◆ ASSIGNED TASK ◆
Work through the data below and copy out every line where "validated" is found.

◆ SOURCE MATERIAL ◆
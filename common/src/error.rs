//! Error types for the FXQL gateway.

use rust_decimal::Decimal;
use serde::{Deserialize, Serialize};
use std::fmt;
use thiserror::Error;

/// Where an offending statement sits in the submitted text.
#[derive(Debug, Clone, PartialEq, Eq)]
pub struct StatementLocation {
    /// 1-based position of the statement in scan order.
    pub index: usize,
    /// 1-based line of the statement's first character.
    pub line: usize,
    /// 1-based character within that line.
    pub column: usize,
    /// The statement text as written.
    pub fragment: String,
}

impl StatementLocation {
    /// Create a new location.
    pub fn new(index: usize, line: usize, column: usize, fragment: impl Into<String>) -> Self {
        Self {
            index,
            line,
            column,
            fragment: fragment.into(),
        }
    }
}

impl fmt::Display for StatementLocation {
    fn fmt(&self, f: &mut fmt::Formatter<'_>) -> fmt::Result {
        write!(
            f,
            "\"{}\" at line {}, character {}",
            self.fragment, self.line, self.column
        )
    }
}

/// Coarse classification of failures.
#[derive(Debug, Clone, Copy, PartialEq, Eq, Hash, Serialize, Deserialize)]
#[serde(rename_all = "snake_case")]
pub enum ErrorKind {
    /// Text does not follow the grammar.
    Syntax,
    /// A statement breaks a configured rule.
    Validation,
    /// Too many statements in one request.
    BatchLimit,
    /// Caller identity not accepted.
    Auth,
    /// Idempotency key reused with a different body.
    Conflict,
    /// Admission refused.
    RateLimit,
    /// Persistence delegate failure.
    Storage,
    /// Unexpected failure inside the pipeline.
    Internal,
    /// Service not accepting requests.
    Unavailable,
}

impl ErrorKind {
    /// Short label used in logs and metrics.
    pub fn as_str(&self) -> &'static str {
        match self {
            ErrorKind::Syntax => "syntax",
            ErrorKind::Validation => "validation",
            ErrorKind::BatchLimit => "batch_limit",
            ErrorKind::Auth => "auth",
            ErrorKind::Conflict => "conflict",
            ErrorKind::RateLimit => "rate_limit",
            ErrorKind::Storage => "storage",
            ErrorKind::Internal => "internal",
            ErrorKind::Unavailable => "unavailable",
        }
    }
}

impl fmt::Display for ErrorKind {
    fn fmt(&self, f: &mut fmt::Formatter<'_>) -> fmt::Result {
        f.write_str(self.as_str())
    }
}

/// Main error type for FXQL gateway operations.
#[derive(Error, Debug, Clone, PartialEq)]
pub enum FxqlError {
    /// A fragment of the input does not match the statement grammar.
    #[error("Invalid FXQL statement: {location}")]
    MalformedStatement {
        location: StatementLocation,
        expected: String,
    },

    /// The request itself could not be read or lacks required metadata.
    #[error("Invalid request: {0}")]
    InvalidRequest(String),

    /// The input holds no statements at all.
    #[error("No valid FXQL statements found.")]
    EmptyStatement,

    /// Currency code missing from the configured code set.
    #[error("Invalid currency code '{code}' for {field} in statement {location}")]
    InvalidCurrency {
        field: &'static str,
        code: String,
        location: StatementLocation,
    },

    /// Price not numeric or outside the configured bounds.
    #[error("Invalid {field} {value}: must be a number between {min} and {max} in statement {location}")]
    InvalidPrice {
        field: &'static str,
        value: String,
        min: Decimal,
        max: Decimal,
        location: StatementLocation,
    },

    /// Cap amount outside the configured bounds.
    #[error("Invalid capAmount {value}: must be a whole number between {min} and {max} in statement {location}")]
    InvalidCap {
        value: String,
        min: u64,
        max: u64,
        location: StatementLocation,
    },

    /// More statements than one request may carry.
    #[error("Exceeded maximum currency pairs limit. A maximum of {max} currency pairs are allowed per request, got {count}.")]
    ExceedsMaxEntries { count: usize, max: usize },

    /// Caller identity is not an accepted API key.
    #[error("Invalid API key")]
    InvalidApiKey,

    /// Idempotency key already used for a different request body.
    #[error("Idempotency key '{key}' was already used with a different request body")]
    IdempotencyConflict { key: String },

    /// Admission refused by a rate limiter.
    #[error("Rate limit exceeded. Please try again later.")]
    RateLimited {
        limiter: String,
        limit: u64,
        retry_after_ms: u64,
    },

    /// Persistence delegate failed.
    #[error("Storage error: {0}")]
    Storage(String),

    /// Unexpected pipeline failure.
    #[error("Internal error: {0}")]
    Internal(String),

    /// Service is starting or shutting down.
    #[error("Service unavailable, retry after {retry_after_ms}ms")]
    ServiceUnavailable { retry_after_ms: u64 },
}

impl FxqlError {
    /// Coarse classification of this error.
    pub fn kind(&self) -> ErrorKind {
        match self {
            FxqlError::InvalidRequest(_)
            | FxqlError::MalformedStatement { .. }
            | FxqlError::EmptyStatement => ErrorKind::Syntax,
            FxqlError::InvalidCurrency { .. }
            | FxqlError::InvalidPrice { .. }
            | FxqlError::InvalidCap { .. } => ErrorKind::Validation,
            FxqlError::ExceedsMaxEntries { .. } => ErrorKind::BatchLimit,
            FxqlError::InvalidApiKey => ErrorKind::Auth,
            FxqlError::IdempotencyConflict { .. } => ErrorKind::Conflict,
            FxqlError::RateLimited { .. } => ErrorKind::RateLimit,
            FxqlError::Storage(_) => ErrorKind::Storage,
            FxqlError::Internal(_) => ErrorKind::Internal,
            FxqlError::ServiceUnavailable { .. } => ErrorKind::Unavailable,
        }
    }

    /// Get the error code carried in response envelopes.
    pub fn error_code(&self) -> &'static str {
        match self {
            FxqlError::InvalidRequest(_) => "FXQL_E_INVALID_REQUEST",
            FxqlError::MalformedStatement { .. } => "FXQL_E_MALFORMED_SYNTAX",
            FxqlError::EmptyStatement => "FXQL_E_EMPTY_STATEMENT",
            FxqlError::InvalidCurrency { .. } => "FXQL_E_BAD_ISO",
            FxqlError::InvalidPrice { .. } => "FXQL_E_PRICE_OUT_OF_RANGE",
            FxqlError::InvalidCap { .. } => "FXQL_E_CAP_OUT_OF_RANGE",
            FxqlError::ExceedsMaxEntries { .. } => "FXQL_E_EXCEEDS_MAX_PAIRS",
            FxqlError::InvalidApiKey => "FXQL_E_INVALID_API_KEY",
            FxqlError::IdempotencyConflict { .. } => "FXQL_E_IDEMPOTENCY_CONFLICT",
            FxqlError::RateLimited { .. } => "FXQL_E_RATE_LIMIT_EXCEEDED",
            FxqlError::Storage(_) => "FXQL_E_STORAGE_FAILED",
            FxqlError::Internal(_) => "FXQL-500",
            FxqlError::ServiceUnavailable { .. } => "FXQL_E_SERVICE_UNAVAILABLE",
        }
    }

    /// HTTP-style status code for this error.
    pub fn status_code(&self) -> u16 {
        match self.kind() {
            ErrorKind::Syntax | ErrorKind::Validation | ErrorKind::BatchLimit => 400,
            ErrorKind::Auth => 403,
            ErrorKind::Conflict => 422,
            ErrorKind::RateLimit => 429,
            ErrorKind::Storage | ErrorKind::Internal => 500,
            ErrorKind::Unavailable => 503,
        }
    }

    /// Whether the caller may retry the same request unchanged.
    pub fn is_retryable(&self) -> bool {
        matches!(
            self.kind(),
            ErrorKind::RateLimit | ErrorKind::Storage | ErrorKind::Unavailable
        )
    }

    /// Get suggested retry delay in milliseconds.
    pub fn retry_after_ms(&self) -> Option<u64> {
        match self {
            FxqlError::RateLimited { retry_after_ms, .. } => Some(*retry_after_ms),
            FxqlError::ServiceUnavailable { retry_after_ms } => Some(*retry_after_ms),
            _ => None,
        }
    }

    /// The offending statement, for syntax and validation errors.
    pub fn location(&self) -> Option<&StatementLocation> {
        match self {
            FxqlError::MalformedStatement { location, .. }
            | FxqlError::InvalidCurrency { location, .. }
            | FxqlError::InvalidPrice { location, .. }
            | FxqlError::InvalidCap { location, .. } => Some(location),
            _ => None,
        }
    }
}

/// Result type alias for FXQL gateway operations.
pub type Result<T> = std::result::Result<T, FxqlError>;
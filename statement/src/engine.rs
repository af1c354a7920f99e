//! Parse-then-validate entry point.

use fxql_common::{ParsedEntry, Result};
use tracing::{debug, instrument};

use crate::parser;
use crate::rules::ValidationRuleSet;
use crate::validator::Validator;

/// Turns request text into validated entries.
#[derive(Debug, Clone)]
pub struct StatementEngine {
    validator: Validator,
}

impl Default for StatementEngine {
    fn default() -> Self {
        Self::new(ValidationRuleSet::default())
    }
}

impl StatementEngine {
    /// Create an engine over the given rule set.
    pub fn new(rules: ValidationRuleSet) -> Self {
        Self {
            validator: Validator::new(rules),
        }
    }

    /// The rule set in force.
    pub fn rules(&self) -> &ValidationRuleSet {
        self.validator.rules()
    }

    /// Parse and validate every statement in `text`.
    #[instrument(skip(self, text), fields(len = text.len()))]
    pub fn process(&self, text: &str) -> Result<Vec<ParsedEntry>> {
        let statements = parser::parse(text)?;
        debug!(statements = statements.len(), "Parsed statements");

        let entries = self.validator.validate(&statements)?;
        debug!(entries = entries.len(), "Statements validated");
        Ok(entries)
    }
}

◆ SOLUTION TO THE EXERCISE ◆
/// Turns request text into validated entries.
        debug!(entries = entries.len(), "Statements validated");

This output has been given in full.